2. Next, remove the paint on the leading edge of the quarter panel flange that wraps around the door pillar.
3. Grind all of the corners and cut the panel just below the body line, above the Mustang rocker panel
, and above the wheel housing. This will quickly get rid of most of the panel. Then go back and drill out all of the spot welds that are on the door pillar, wheel housing, taillight panel extension, and trunk drop off. There are also spot welds on the inside, where the rear window attaches the panel to the rocker panel.
4. Cut below the body line initially. This gives you a lip to hang the new Mustang quarter panel
on, so that you can trace where the final cut needs to be.
5. Hang the new panel on the lip that was left over in the previous step. Trace along the top of the panel with a marker to establish the cut line. Using a cut off wheel, cut the metal on the line. Hold the quarter panel up to the car and check fitment. You should leave a 1/16 inch gap for the butt joint weld between the new quarter panel and the old metal. This will help to ensure proper weld penetration.

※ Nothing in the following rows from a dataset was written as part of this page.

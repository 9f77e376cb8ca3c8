use kg_core::store::NodeStore;
use kg_store::{KnowledgeGraphNode, NodeFilter, NodePatch};
use rmcp::{
    ErrorData,
    handler::server::wrapper::Parameters,
    model::{CallToolResult, Content, ErrorCode},
    schemars,
    tool,
    tool_router,
};
use serde::{Deserialize, Serialize};
use serde_json::json;
use tracing::warn;

use crate::{KgMcp, helpers};

/// Parameters for creating a node.
#[derive(Debug, Clone, Serialize, Deserialize, schemars::JsonSchema)]
pub struct CreateNodeParams {
    pub node_id: String,
    pub title: String,
    #[serde(default)]
    pub content: Vec<String>,
    pub metadata: Option<String>,
    pub relationships: Option<String>,
    #[serde(default)]
    pub semantic_tags: Vec<String>,
    pub composition_rules: Option<String>,
    pub section_type: Option<String>,
    pub importance: Option<String>,
}

impl From<CreateNodeParams> for KnowledgeGraphNode {
    fn from(params: CreateNodeParams) -> Self {
        Self {
            node_id: params.node_id,
            title: params.title,
            content: params.content,
            metadata: params.metadata.unwrap_or_default(),
            relationships: params.relationships.unwrap_or_default(),
            semantic_tags: params.semantic_tags.into_iter().collect(),
            composition_rules: params.composition_rules.unwrap_or_default(),
            section_type: params.section_type,
            importance: params.importance,
        }
    }
}

/// Parameters naming a single node.
#[derive(Debug, Clone, Serialize, Deserialize, schemars::JsonSchema)]
pub struct NodeIdParams {
    pub node_id: String,
}

/// Parameters for a partial node update. Omitted fields keep their values.
#[derive(Debug, Clone, Serialize, Deserialize, schemars::JsonSchema)]
pub struct UpdateNodeParams {
    pub node_id: String,
    pub title: Option<String>,
    pub content: Option<Vec<String>>,
    pub metadata: Option<String>,
    pub relationships: Option<String>,
    pub semantic_tags: Option<Vec<String>>,
    pub composition_rules: Option<String>,
    pub section_type: Option<String>,
    pub importance: Option<String>,
}

impl UpdateNodeParams {
    fn into_parts(self) -> (String, NodePatch) {
        let patch = NodePatch {
            title: self.title,
            content: self.content,
            metadata: self.metadata,
            relationships: self.relationships,
            semantic_tags: self.semantic_tags.map(|tags| tags.into_iter().collect()),
            composition_rules: self.composition_rules,
            section_type: self.section_type,
            importance: self.importance,
        };
        (self.node_id, patch)
    }
}

/// Parameters for filtering nodes.
///
/// Shortcut fields and `filter` are combined with AND. With nothing set,
/// every node matches.
#[derive(Debug, Clone, Default, Serialize, Deserialize, schemars::JsonSchema)]
pub struct QueryNodesParams {
    /// Filter tree, e.g. `{"or":[{"eq":{"field":"importance","value":"core"}},{"any_of_text":{"text":"workflow"}}]}`.
    pub filter: Option<serde_json::Value>,
    pub node_id: Option<String>,
    pub semantic_tag: Option<String>,
    pub section_type: Option<String>,
    pub importance: Option<String>,
    /// Matches nodes whose title shares any term with this text.
    pub title_text: Option<String>,
}

impl QueryNodesParams {
    pub(crate) fn into_filter(self) -> Result<NodeFilter, ErrorData> {
        let mut parts = Vec::new();
        if let Some(raw) = self.filter {
            let filter: NodeFilter = serde_json::from_value(raw).map_err(|err| {
                helpers::mcp_err(ErrorCode::INVALID_PARAMS, format!("invalid filter: {err}"))
            })?;
            parts.push(filter);
        }
        parts.extend(self.node_id.map(NodeFilter::node_id));
        parts.extend(self.semantic_tag.map(NodeFilter::tag));
        parts.extend(self.section_type.map(NodeFilter::section_type));
        parts.extend(self.importance.map(NodeFilter::importance));
        parts.extend(self.title_text.map(NodeFilter::title_any_of));
        Ok(match parts.len() {
            0 => NodeFilter::All,
            1 => parts.pop().unwrap_or_default(),
            _ => NodeFilter::And(parts),
        })
    }
}

/// Parameters for removing every node.
#[derive(Debug, Clone, Serialize, Deserialize, schemars::JsonSchema)]
pub struct DropAllParams {
    /// Must be `true`.
    pub confirm: bool,
}

#[tool_router(router = tool_router_nodes, vis = "pub")]
impl<S: NodeStore> KgMcp<S> {
    #[tool(description = "Provision node fields and indexes in the backend. Safe to repeat.")]
    async fn setup_schema(&self) -> Result<CallToolResult, ErrorData> {
        self.control().setup_schema().await.map_err(helpers::map_err)?;
        Ok(CallToolResult::success(vec![Content::text("ok")]))
    }

    #[tool(description = "Create a knowledge graph node. Fails if node_id already exists.")]
    async fn create_node(
        &self,
        Parameters(params): Parameters<CreateNodeParams>,
    ) -> Result<CallToolResult, ErrorData> {
        let node = KnowledgeGraphNode::from(params);
        let node_id = node.node_id.clone();
        let uid = self
            .control()
            .create_node(node)
            .await
            .map_err(helpers::map_err)?;
        Ok(CallToolResult::success(vec![Content::json(json!({
            "node_id": node_id,
            "uid": uid,
        }))?]))
    }

    #[tool(description = "Fetch a node by node_id.")]
    async fn get_node(
        &self,
        Parameters(params): Parameters<NodeIdParams>,
    ) -> Result<CallToolResult, ErrorData> {
        let node = self
            .control()
            .require_node(&params.node_id)
            .await
            .map_err(helpers::map_err)?;
        Ok(CallToolResult::success(vec![Content::json(node)?]))
    }

    #[tool(description = "Update the supplied fields of a node. node_id cannot change.")]
    async fn update_node(
        &self,
        Parameters(params): Parameters<UpdateNodeParams>,
    ) -> Result<CallToolResult, ErrorData> {
        let (node_id, patch) = params.into_parts();
        let node = self
            .control()
            .update_node(&node_id, patch)
            .await
            .map_err(helpers::map_err)?;
        Ok(CallToolResult::success(vec![Content::json(node)?]))
    }

    #[tool(description = "Delete a node by node_id. Reports deleted_count 0 for unknown ids.")]
    async fn delete_node(
        &self,
        Parameters(params): Parameters<NodeIdParams>,
    ) -> Result<CallToolResult, ErrorData> {
        let report = self
            .control()
            .delete_node(&params.node_id)
            .await
            .map_err(helpers::map_err)?;
        Ok(CallToolResult::success(vec![Content::json(report)?]))
    }

    #[tool(description = "Query nodes by tag, section type, importance, node_id, title text, or a filter tree.")]
    async fn query_nodes(
        &self,
        Parameters(params): Parameters<QueryNodesParams>,
    ) -> Result<CallToolResult, ErrorData> {
        let filter = params.into_filter()?;
        let nodes = self
            .control()
            .query_nodes(filter)
            .await
            .map_err(helpers::map_err)?;
        Ok(CallToolResult::success(vec![Content::json(nodes)?]))
    }

    #[tool(description = "List every node, sorted by node_id.")]
    async fn list_nodes(&self) -> Result<CallToolResult, ErrorData> {
        let nodes = self.control().list_nodes().await.map_err(helpers::map_err)?;
        Ok(CallToolResult::success(vec![Content::json(nodes)?]))
    }

    #[tool(description = "Delete every node. Only available when the server runs in test mode.")]
    async fn drop_all_nodes(
        &self,
        Parameters(params): Parameters<DropAllParams>,
    ) -> Result<CallToolResult, ErrorData> {
        if !self.options().allow_drop_all {
            warn!("refused drop_all_nodes outside test mode");
            return Err(helpers::mcp_err(
                ErrorCode::INVALID_REQUEST,
                "drop_all_nodes is disabled; start the server in test mode to enable it",
            ));
        }
        if !params.confirm {
            return Err(helpers::mcp_err(
                ErrorCode::INVALID_PARAMS,
                "confirm must be true",
            ));
        }
        self.control().drop_all_nodes().await.map_err(helpers::map_err)?;
        Ok(CallToolResult::success(vec![Content::text("ok")]))
    }
}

6. This is what the car looks like with the quarter panel removed. Inspect the inner structure of the car for any rust damage and repair if necessary. Remove any surface rust and apply a coat of paint on the structure to prevent further corrosion. Also, any surface where two pieces of metal will be overlapping should have a coating of Mustang weld thru primer
7. Using a pneumatic flanging/hole punch tool, punch holes along the leading edge and trailing edge flanges on the new quarter panel. It is also necessary to punch holes along the wheel housing lip, the bottom flange (were the quarter panel attaches to the rocker panel), and the bottom of the quarter panel where it attaches to the trunk drop off. These holes will allow the panel to be plug welded to the car. After punching the holes, remove the factory black coating from the backside of the flange and apply a coating of weld through primer. Note: Some newer Dynacorn
panels are shipped from the manufacturer with weld through primer already applied. If your panel already has the primer applied, there is no need to apply more.
8. Once the new panel and the existing metal have been properly prepared, you may begin welding the panel to the car. Hang the panel on the car where it belongs and secure it in place. You can use clamps, if necessary, or have another person hold the panel while you begin welding. Begin by plug welding the leading edge flange to the door jamb.
9. Next, move on to the wheel well. Plug weld the wheel arch to the wheel well. After welding the wheel arch in place, move on to weld the bottom of the panel to the trunk drop off, then weld the back of the panel to the taillight panel extension. As you are welding, repeatedly check the fitment of the panel to ensure that it hasn’t moved. The material on the wheel arch is a heat sink compound.
10. This is a container of heat sink compound. This product absorbs excess heat that is caused by welding. Excess heat will warp sheet metal. Follow the manufacturer’s directions for applying this product.
11. When welding in the panel, it is important to use stitch welds to keep warping to a minimum. Stitch welds will minimize the heat concentration. By using a combination of stitch welds and heat sink, the panel can be welded with no distortion. The picture below illustrates the combination of heat sink and stitch welds along the panel.
12. In areas that are accessible, use a flat piece of copper as a backer when you are performing a weld. This will keep the weld from falling through the gap and will also act as a heat sink to prevent warping. The picture below illustrates how the copper bridges the gap between the two panels.
13. Here is a view of the seam after it is welded.
14. Here is another view of the completed weld.
15. Now grind down all welds flush with the surface and finish with appropriate body filler.
16. The plug welds around the door jamb, taillight panel, wheel well, and along the bottom of the Mustang quarter panel
(where it attaches to the trunk drop off) need to look like factory spot welds. This is first accomplished by grinding the plug welds flush with the surface, then filling in any minor irregularities with spot filler.
17. Once the spot filler has dried, lightly sand smooth and apply a coat of Mustang etching primer
to the area.
18. Next, take a wooden pencil with a brand new eraser and press it into the wet primer. Twist the pencil as you pull it away.
19. The pencil eraser leaves a blemish in the primer that resembles a factory spot weld mark.